In 1844 he published his next important work, The Glossary of Ecclesiastical Ornament and Costume. It is a thoroughly practical book, designed to supply correct descriptions and patterns for the use of those who manufacture the various ornaments employed in the ritual of the church, which were at that time of the most incorrect forms and in the worst taste.

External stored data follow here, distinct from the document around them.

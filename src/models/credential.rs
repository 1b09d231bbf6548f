//! Verification result returned by the introspection endpoint.

use crate::constants;
use serde::{Deserialize, Serialize};
use std::collections::BTreeMap;
use std::fmt;

/// A (category, value) permission pair taken from a scope token.
#[derive(Debug, Clone, PartialEq, Eq, Serialize)]
pub struct Grant {
    pub category: String,
    pub value: String,
}

impl fmt::Display for Grant {
    fn fmt(&self, f: &mut fmt::Formatter<'_>) -> fmt::Result {
        write!(f, "{} : {}", self.category, self.value)
    }
}

#[derive(Debug, Deserialize)]
#[serde(rename_all = "camelCase")]
struct CredentialBody {
    name: String,
    created: String,
    created_by: String,
    updated: String,
    updated_by: String,
    activated: String,
    activated_by: String,
    scope: String,
}

#[derive(Debug, Clone, Serialize)]
#[serde(rename_all = "camelCase")]
pub struct Credential {
    name: String,
    created: String,
    created_by: String,
    updated: String,
    updated_by: String,
    activated: String,
    activated_by: String,
    scope: String,
    grants: Vec<Grant>,
    #[serde(skip_serializing_if = "BTreeMap::is_empty")]
    extra: BTreeMap<String, String>,
}

impl Credential {
    /// Parse a response body. All eight wire fields are required.
    pub fn from_body(body: &str) -> serde_json::Result<Self> {
        let raw: CredentialBody = serde_json::from_str(body)?;
        let grants = parse_grants(&raw.scope);
        Ok(Self {
            name: raw.name,
            created: raw.created,
            created_by: raw.created_by,
            updated: raw.updated,
            updated_by: raw.updated_by,
            activated: raw.activated,
            activated_by: raw.activated_by,
            scope: raw.scope,
            grants,
            extra: BTreeMap::new(),
        })
    }

    pub fn name(&self) -> &str {
        &self.name
    }

    pub fn grants(&self) -> &[Grant] {
        &self.grants
    }

    /// Look up a core field by its wire name, then the extension map.
    pub fn get(&self, key: &str) -> Option<&str> {
        let core = match key {
            "name" => Some(&self.name),
            "created" => Some(&self.created),
            "createdBy" => Some(&self.created_by),
            "updated" => Some(&self.updated),
            "updatedBy" => Some(&self.updated_by),
            "activated" => Some(&self.activated),
            "activatedBy" => Some(&self.activated_by),
            "scope" => Some(&self.scope),
            _ => None,
        };
        core.or_else(|| self.extra.get(key)).map(String::as_str)
    }

    /// Stash a derived value. Core fields are never overwritten.
    pub fn set(&mut self, key: &str, value: impl Into<String>) {
        self.extra.insert(key.to_string(), value.into());
    }

    /// Human-readable report, one line per fact.
    pub fn render(&self) -> String {
        let mut out = String::new();
        out.push_str(&format!("Credential Name: {}\n", self.name));
        out.push_str("---------------------------------\n");
        out.push_str(&format!("Created {} by {}\n", self.created, self.created_by));
        out.push_str(&format!("Updated {} by {}\n", self.updated, self.updated_by));
        out.push_str(&format!("Activated {} by {}\n", self.activated, self.activated_by));
        out.push_str("Grants:\n");
        for grant in &self.grants {
            out.push_str(&format!("    {}\n", grant));
        }
        out
    }
}

/// Split a space-delimited scope string into sorted, unique grants.
///
/// Tokens with too few path segments are skipped.
pub fn parse_grants(scope: &str) -> Vec<Grant> {
    let mut grants: Vec<Grant> = Vec::new();
    for token in scope.split(' ').filter(|t| !t.is_empty()) {
        let segments: Vec<&str> = token.split('/').collect();
        let (Some(category), Some(value)) = (
            segments.get(constants::SCOPE_CATEGORY_INDEX),
            segments.get(constants::SCOPE_VALUE_INDEX),
        ) else {
            tracing::warn!(token, "skipping malformed scope token");
            continue;
        };
        grants.push(Grant {
            category: category.to_string(),
            value: value.to_string(),
        });
    }
    grants.sort_by_cached_key(|g| g.to_string());
    grants.dedup();
    grants
}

His other literary productions were numerous but of less importance, being for the most part of a controversial character, and we pass on to examine, as far as our limited space permits, Pugin’s career and influence as a practical architect. Catholic emancipation, in freeing the church from the galling restraints to which she had been so long subjected in England and Ireland, opened for her a new era of liberty and prosperity in those countries. True, she did not regain that wealth which had been sacrilegiously torn from her at the Reformation; still, she was enabled, through the generosity of her children, to expend large sums in the construction of churches somewhat more worthy of the august mysteries she celebrates than those poor edifices she had been so long forced to use.

As a Catholic of undoubted talents, Pugin soon found that his architectural capacity was appreciated by his co-religionists, who entrusted to him the construction of all their principal churches. Few among them, indeed, were, by their size or importance, calculated to give full scope to Pugin’s genius; nevertheless, to the smallest building he always devoted long study and attention and a scrupulous fidelity to the principles he had laid down in his writings, although in many cases it was extremely difficult to do so, owing to the small amount of money that could be expended on the work. Among the many churches he designed we may mention, as the best specimens of his skill, the cathedrals of Birmingham, Southwark, Nottingham, Killarney, and Enniscorthy; the churches of St. Wilfrid’s, Manchester; St. Marie’s, Liverpool; St. Giles’, Cheadle; St. Bernard’s Abbey, Leicestershire; St. Augustine’s, Ramsgate.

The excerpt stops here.